This is just a quick test, to see if you have been paying attention. I am going to quickly review three separate workers' comp claims. Your job is to tell which received benefits, and which ones, if any, were denied:

  1. A woman in Australia, traveling on business, meets up with a male friend and takes him back to her motel room to have sex. During the festivities, a light fixture is knocked from the wall and hits her in the face, injuring her.
  2. A Tennessee lineman repairing an electrical line on a pole removes his safety gloves in order to more easily hammer a metal staple. The wire he is holding brushes a power line several feet below and he recieves a 7200 volt electrical shock, causing severe burns to his hands and side.

  3. A roofer in Virginia falls off a roof he is working on. The injury leaves him wheelchair bound with severe brain injuries.

Which one was awarded benefits? If you said, number 1, the Australian woman having sex in her motel room, you would be correct. The other two were denied.

And we thought the Australian was the only one getting screwed.

Seriously though, there is something severely wrong with this picture. 

Tennessee – Not America at its Best
The Tennessee lineman case, which was reported here yesterday, involved a decision of that states Supreme Court that determined that the worker, by removing his gloves, engaged in a “willful” act of disregard for established safety policies. They reversed an earlier court's decision and ordered that he be denied benefits. 

Silly me. And here I thought that workers' comp was a no fault system.
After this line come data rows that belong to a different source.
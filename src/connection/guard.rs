// src/connection/guard.rs

//! Defines `ExchangeGuard`, an RAII guard that keeps a connection's error flag
//! honest when a request/response exchange is abandoned.

use std::sync::atomic::{AtomicBool, Ordering};
use tracing::debug;

/// Marks the connection in-error on drop unless the exchange completed. An
/// exchange future dropped mid-flight (e.g. by a caller-side `select!`) may
/// have left half a request on the wire.
pub(crate) struct ExchangeGuard<'a> {
    in_error: &'a AtomicBool,
    connection_id: &'a str,
    completed: bool,
}

impl<'a> ExchangeGuard<'a> {
    pub(crate) fn new(in_error: &'a AtomicBool, connection_id: &'a str) -> Self {
        Self {
            in_error,
            connection_id,
            completed: false,
        }
    }

    /// Records the outcome. A failure marks the connection in-error.
    pub(crate) fn complete(mut self, success: bool) {
        self.completed = true;
        if !success {
            self.in_error.store(true, Ordering::Release);
        }
    }
}

impl Drop for ExchangeGuard<'_> {
    fn drop(&mut self) {
        if self.completed {
            return;
        }
        debug!(
            "Exchange on connection {} was abandoned, forcing a reconnect.",
            self.connection_id
        );
        self.in_error.store(true, Ordering::Release);
    }
}
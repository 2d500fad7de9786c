// src/core/protocol/hsl.rs

//! The self-check envelope ("HSL" protocol).
//!
//! Wire layout, all integers little-endian:
//!
//! ```text
//! [i32 opcode][i32 user code][16-byte token][i32 content length][content]
//! ```
//!
//! The receiving side acknowledges every envelope with an `i64` echo of the
//! total number of bytes it received. The echo is a byte count only, not a
//! checksum of the content.

use crate::core::errors::{LinkError, LinkResult};
use crate::core::transport::{ManagedSocket, MessageDescriptor, Transport};
use bytes::Bytes;
use std::time::Duration;
use tokio::io::{AsyncRead, AsyncWrite};
use tracing::{debug, warn};
use uuid::Uuid;

pub const HEADER_LENGTH: usize = 28;
pub const ACK_LENGTH: usize = 8;
const TOKEN_OFFSET: usize = 8;
const LENGTH_OFFSET: usize = 24;

/// Well-known opcodes.
pub mod opcodes {
    pub const CHECK_SECONDS: i32 = 1;
    pub const CLIENT_QUIT: i32 = 2;
    pub const CLIENT_REFUSE_LOGIN: i32 = 3;
    pub const CLIENT_ALLOW_LOGIN: i32 = 4;
    pub const ACCOUNT_LOGIN: i32 = 5;
    pub const ACCOUNT_REJECT_LOGIN: i32 = 6;
    pub const ACCOUNT_PASS_LOGIN: i32 = 7;
    pub const USER_STRING: i32 = 1001;
    pub const USER_BYTES: i32 = 1002;
    pub const USER_BITMAP: i32 = 1003;
    pub const USER_EXCEPTION: i32 = 1004;
    pub const USER_STRING_ARRAY: i32 = 1005;
    pub const FILE_DOWNLOAD: i32 = 2001;
    pub const FILE_UPLOAD: i32 = 2002;
    pub const FILE_DELETE: i32 = 2003;
    pub const FILE_CHECK_RIGHT: i32 = 2004;
    pub const FILE_CHECK_ERROR: i32 = 2005;
    pub const FILE_SAVE_ERROR: i32 = 2006;
    pub const FILE_DIRECTORY_FILES: i32 = 2007;
    pub const FILE_DIRECTORIES: i32 = 2008;
    pub const PROGRESS_REPORT: i32 = 2009;
}

/// One decoded envelope.
#[derive(Debug, Clone, PartialEq, Eq)]
pub struct HslPacket {
    pub opcode: i32,
    pub user_code: i32,
    pub token: Uuid,
    pub content: Bytes,
}

impl HslPacket {
    pub fn new(opcode: i32, user_code: i32, token: Uuid, content: impl Into<Bytes>) -> Self {
        Self {
            opcode,
            user_code,
            token,
            content: content.into(),
        }
    }

    /// Serializes the envelope.
    pub fn encode(&self) -> LinkResult<Vec<u8>> {
        let length = wire_length(self.content.len(), "envelope content bytes")?;
        let mut wire = Vec::with_capacity(HEADER_LENGTH + self.content.len());
        wire.extend_from_slice(&self.opcode.to_le_bytes());
        wire.extend_from_slice(&self.user_code.to_le_bytes());
        wire.extend_from_slice(&self.token.to_bytes_le());
        wire.extend_from_slice(&length.to_le_bytes());
        wire.extend_from_slice(&self.content);
        Ok(wire)
    }

    /// Parses a complete envelope (header plus content).
    pub fn decode(frame: &[u8]) -> LinkResult<Self> {
        if frame.len() < HEADER_LENGTH {
            return Err(LinkError::IncompleteData);
        }
        let length = content_length(frame);
        if length < 0 || frame.len() - HEADER_LENGTH != length as usize {
            return Err(LinkError::Protocol(format!(
                "envelope declares {length} content bytes but carries {}",
                frame.len() - HEADER_LENGTH
            )));
        }
        Ok(Self {
            opcode: read_i32(frame, 0),
            user_code: read_i32(frame, 4),
            token: read_token(frame),
            content: Bytes::copy_from_slice(&frame[HEADER_LENGTH..]),
        })
    }

    /// Interprets the content as a UTF-16LE string.
    pub fn content_string(&self) -> LinkResult<String> {
        unpack_string(&self.content)
    }

    pub fn content_string_array(&self) -> LinkResult<Vec<String>> {
        unpack_string_array(&self.content)
    }
}

fn read_i32(bytes: &[u8], offset: usize) -> i32 {
    i32::from_le_bytes([
        bytes[offset],
        bytes[offset + 1],
        bytes[offset + 2],
        bytes[offset + 3],
    ])
}

fn read_token(header: &[u8]) -> Uuid {
    let mut token = [0u8; 16];
    token.copy_from_slice(&header[TOKEN_OFFSET..TOKEN_OFFSET + 16]);
    Uuid::from_bytes_le(token)
}

fn content_length(header: &[u8]) -> i32 {
    read_i32(header, LENGTH_OFFSET)
}

/// Encodes a string as UTF-16LE.
pub fn pack_string(value: &str) -> Vec<u8> {
    value.encode_utf16().flat_map(u16::to_le_bytes).collect()
}

pub fn unpack_string(bytes: &[u8]) -> LinkResult<String> {
    if bytes.len() % 2 != 0 {
        return Err(LinkError::Protocol(
            "utf-16 payload has an odd number of bytes".to_string(),
        ));
    }
    let units: Vec<u16> = bytes
        .chunks_exact(2)
        .map(|pair| u16::from_le_bytes([pair[0], pair[1]]))
        .collect();
    Ok(String::from_utf16(&units)?)
}

/// Packs strings as `[i32 count]` followed by `[i32 byte length][UTF-16LE]`
/// per item.
pub fn pack_string_array<T: AsRef<str>>(values: &[T]) -> LinkResult<Vec<u8>> {
    let mut packed = Vec::new();
    packed.extend_from_slice(&wire_length(values.len(), "string array items")?.to_le_bytes());
    for value in values {
        let encoded = pack_string(value.as_ref());
        let length = wire_length(encoded.len(), "string array item bytes")?;
        packed.extend_from_slice(&length.to_le_bytes());
        packed.extend_from_slice(&encoded);
    }
    Ok(packed)
}

/// Narrows a length to the `i32` the wire carries.
fn wire_length(len: usize, what: &str) -> LinkResult<i32> {
    i32::try_from(len)
        .map_err(|_| LinkError::InvalidArgument(format!("{len} {what} exceed the i32 wire limit")))
}

pub fn unpack_string_array(bytes: &[u8]) -> LinkResult<Vec<String>> {
    let truncated = || LinkError::Protocol("truncated string array".to_string());
    if bytes.len() < 4 {
        return Err(truncated());
    }
    let count = read_i32(bytes, 0);
    if count < 0 {
        return Err(LinkError::Protocol(format!(
            "negative string array count {count}"
        )));
    }
    let mut offset = 4;
    // Every item needs at least its 4-byte length prefix.
    let mut values = Vec::with_capacity((count as usize).min(bytes.len() / 4));
    for _ in 0..count {
        if bytes.len() < offset + 4 {
            return Err(truncated());
        }
        let length = read_i32(bytes, offset);
        offset += 4;
        if length < 0 || bytes.len() < offset + length as usize {
            return Err(truncated());
        }
        values.push(unpack_string(&bytes[offset..offset + length as usize])?);
        offset += length as usize;
    }
    Ok(values)
}

/// Framing descriptor for envelopes. When a token is set, received headers
/// must carry it.
#[derive(Debug, Clone, Default)]
pub struct HslMessage {
    token: Option<Uuid>,
    sent: Option<Vec<u8>>,
}

impl HslMessage {
    pub fn new() -> Self {
        Self::default()
    }

    pub fn with_token(token: Uuid) -> Self {
        Self {
            token: Some(token),
            sent: None,
        }
    }
}

impl MessageDescriptor for HslMessage {
    fn header_length(&self) -> usize {
        HEADER_LENGTH
    }

    fn content_length(&self, header: &[u8]) -> i64 {
        content_length(header) as i64
    }

    fn check_header(&self, frame: &[u8]) -> LinkResult<()> {
        if frame.len() < HEADER_LENGTH {
            return Err(LinkError::IncompleteData);
        }
        match self.token {
            Some(token) if read_token(frame) != token => Err(LinkError::TokenMismatch),
            _ => Ok(()),
        }
    }

    fn set_sent_bytes(&mut self, sent: &[u8]) {
        self.sent = Some(sent.to_vec());
    }

    fn sent_bytes(&self) -> Option<&[u8]> {
        self.sent.as_deref()
    }
}

/// The token-guarded, length-acknowledged exchange used by simplified
/// request/response clients, the account handshake and the echo server.
#[derive(Debug, Clone)]
pub struct SelfCheckProtocol {
    token: Uuid,
    receive_timeout: Option<Duration>,
}

impl SelfCheckProtocol {
    pub fn new(token: Uuid) -> Self {
        Self {
            token,
            receive_timeout: None,
        }
    }

    pub fn with_receive_timeout(mut self, timeout: Option<Duration>) -> Self {
        self.receive_timeout = timeout;
        self
    }

    pub fn token(&self) -> Uuid {
        self.token
    }

    /// Sends one envelope and waits for the peer to acknowledge the exact
    /// number of bytes sent.
    pub async fn send_and_check<S>(
        &self,
        transport: &Transport,
        socket: &mut ManagedSocket<S>,
        opcode: i32,
        user_code: i32,
        content: &[u8],
    ) -> LinkResult<()>
    where
        S: AsyncRead + AsyncWrite + Unpin,
    {
        let wire =
            HslPacket::new(opcode, user_code, self.token, Bytes::copy_from_slice(content)).encode()?;
        transport.send(socket, &wire).await?;

        let ack = transport
            .receive_exact(socket, ACK_LENGTH, self.receive_timeout)
            .await?;
        let acknowledged = i64::from_le_bytes(ack_bytes(&ack));
        if acknowledged != wire.len() as i64 {
            warn!(
                "Peer acknowledged {} bytes for a {} byte envelope, closing.",
                acknowledged,
                wire.len()
            );
            socket.close().await;
            return Err(LinkError::LengthMismatch {
                sent: wire.len() as i64,
                acknowledged,
            });
        }
        Ok(())
    }

    /// Receives one envelope, checks its token and acknowledges its length.
    pub async fn receive_and_check<S>(
        &self,
        transport: &Transport,
        socket: &mut ManagedSocket<S>,
    ) -> LinkResult<HslPacket>
    where
        S: AsyncRead + AsyncWrite + Unpin,
    {
        let header = transport
            .receive_exact(socket, HEADER_LENGTH, self.receive_timeout)
            .await?;
        if read_token(&header) != self.token {
            warn!("Envelope token did not match, closing the socket.");
            socket.close().await;
            return Err(LinkError::TokenMismatch);
        }

        let length = content_length(&header);
        if length < 0 || length as usize > crate::core::transport::MAX_MESSAGE_CONTENT {
            socket.close().await;
            return Err(LinkError::Protocol(format!(
                "invalid envelope content length {length}"
            )));
        }
        let content = transport
            .receive_exact(socket, length as usize, self.receive_timeout)
            .await?;

        let total = (HEADER_LENGTH + content.len()) as i64;
        transport.send(socket, &total.to_le_bytes()).await?;
        debug!(
            "Received envelope opcode {} with {} content bytes.",
            read_i32(&header, 0),
            content.len()
        );

        Ok(HslPacket {
            opcode: read_i32(&header, 0),
            user_code: read_i32(&header, 4),
            token: self.token,
            content: Bytes::from(content),
        })
    }

    /// Receives one envelope and requires `opcode` on it.
    pub async fn receive_expecting<S>(
        &self,
        transport: &Transport,
        socket: &mut ManagedSocket<S>,
        opcode: i32,
    ) -> LinkResult<HslPacket>
    where
        S: AsyncRead + AsyncWrite + Unpin,
    {
        let packet = self.receive_and_check(transport, socket).await?;
        if packet.opcode != opcode {
            socket.close().await;
            return Err(LinkError::OpcodeMismatch {
                expected: opcode,
                received: packet.opcode,
            });
        }
        Ok(packet)
    }

    pub async fn send_string<S>(
        &self,
        transport: &Transport,
        socket: &mut ManagedSocket<S>,
        user_code: i32,
        value: &str,
    ) -> LinkResult<()>
    where
        S: AsyncRead + AsyncWrite + Unpin,
    {
        self.send_and_check(
            transport,
            socket,
            opcodes::USER_STRING,
            user_code,
            &pack_string(value),
        )
        .await
    }

    pub async fn send_string_array<S, T>(
        &self,
        transport: &Transport,
        socket: &mut ManagedSocket<S>,
        user_code: i32,
        values: &[T],
    ) -> LinkResult<()>
    where
        S: AsyncRead + AsyncWrite + Unpin,
        T: AsRef<str>,
    {
        self.send_and_check(
            transport,
            socket,
            opcodes::USER_STRING_ARRAY,
            user_code,
            &pack_string_array(values)?,
        )
        .await
    }

    pub async fn send_bytes<S>(
        &self,
        transport: &Transport,
        socket: &mut ManagedSocket<S>,
        user_code: i32,
        content: &[u8],
    ) -> LinkResult<()>
    where
        S: AsyncRead + AsyncWrite + Unpin,
    {
        self.send_and_check(transport, socket, opcodes::USER_BYTES, user_code, content)
            .await
    }

    /// Returns `(user_code, string)`.
    pub async fn receive_string<S>(
        &self,
        transport: &Transport,
        socket: &mut ManagedSocket<S>,
    ) -> LinkResult<(i32, String)>
    where
        S: AsyncRead + AsyncWrite + Unpin,
    {
        let packet = self
            .receive_expecting(transport, socket, opcodes::USER_STRING)
            .await?;
        Ok((packet.user_code, packet.content_string()?))
    }

    pub async fn receive_string_array<S>(
        &self,
        transport: &Transport,
        socket: &mut ManagedSocket<S>,
    ) -> LinkResult<(i32, Vec<String>)>
    where
        S: AsyncRead + AsyncWrite + Unpin,
    {
        let packet = self
            .receive_expecting(transport, socket, opcodes::USER_STRING_ARRAY)
            .await?;
        Ok((packet.user_code, packet.content_string_array()?))
    }

    pub async fn receive_bytes<S>(
        &self,
        transport: &Transport,
        socket: &mut ManagedSocket<S>,
    ) -> LinkResult<(i32, Bytes)>
    where
        S: AsyncRead + AsyncWrite + Unpin,
    {
        let packet = self
            .receive_expecting(transport, socket, opcodes::USER_BYTES)
            .await?;
        Ok((packet.user_code, packet.content))
    }
}

fn ack_bytes(ack: &[u8]) -> [u8; 8] {
    let mut bytes = [0u8; 8];
    bytes.copy_from_slice(&ack[..ACK_LENGTH]);
    bytes
}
While this decision might be a short term victory for employers and perhaps a strong reinforcement of safety protocol, I am concerned that it fundamentally undermines the notion of workers’ comp at its core, and ultimately threatens the benefits offered those same employers; namely the concept of exclusive remedy. Employers cannot have their cake and eat it too.

The employee made a mistake. That is quite often how these accidents happen. While there are exceptions for horseplay, drug use and extreme negligence in some jurisdictions, largely comp pays these claims, because quite frankly, that was the deal. This company has other avenues with which to deal with this if it so chooses. It can document, demote, even terminate the employee for failing to follow required procedures. But by refusing to pay his claim, and successfully getting the courts to agree, the door is open for any accident, any “willful” mistake to be used in the denial of all claims. That might be logical on the surface, but it is entirely contradictory to the no fault precept that workers’ comp is based on. It threatens the future of comp as it was envisioned and followed. Once the “blame game” begins, employers may not have to wait long to find that it is a two edged sword.

Yes Virginia, There Is a Memory Clause
The Virginia decision is even more ludicrous. Despite a recent reform intended to remedy a loophole that required claimants to be able to testify to their accident, inadvertently shafting brain injury victims who have no such memory, the state Commission recently denied benefits to our unfortunate roofer. This was based on the fact that at his hearing, he could testify to his name and age, but not to the accident itself. The reform simply states that there should be a presumption that the accident was work related if a worker is “physically or mentally unable to testify” because of his injuries. The moronic decision was based on a Virginia Commissioners determination that, in the absence of case law telling him what to think, the legislative intent was only for those in a coma or dead, and since this man could speak his name, he clearly was not either. So, despite a coworker who was present when he fell (but had his back turned, so did not “see” him fall), and incontrovertible injuries from the fall, the ruling in Virginia is that this was not a compensable accident. 

Behind the complete lack of common sense in the decision itself, lies the uncomfortable fact that a carrier pursued a denial to this point in the first place. This was not a dubious case. These were not “soft tissue” injuries. Exploiting an unintended loophole to simply avoid paying out a claim gives a black eye to us all, and again places the industry on a slippery slope towards ambiguous policy and risk.

So, the lesson for today is simple. Follow the rules to a “T”, don’t hit your head and make sure your every move is witnessed, or you could be SOL on benefits. However, if traveling in Australia and are worried about coverage during sexual intercourse, don’t. Knock yourself out. Literally. You’re good.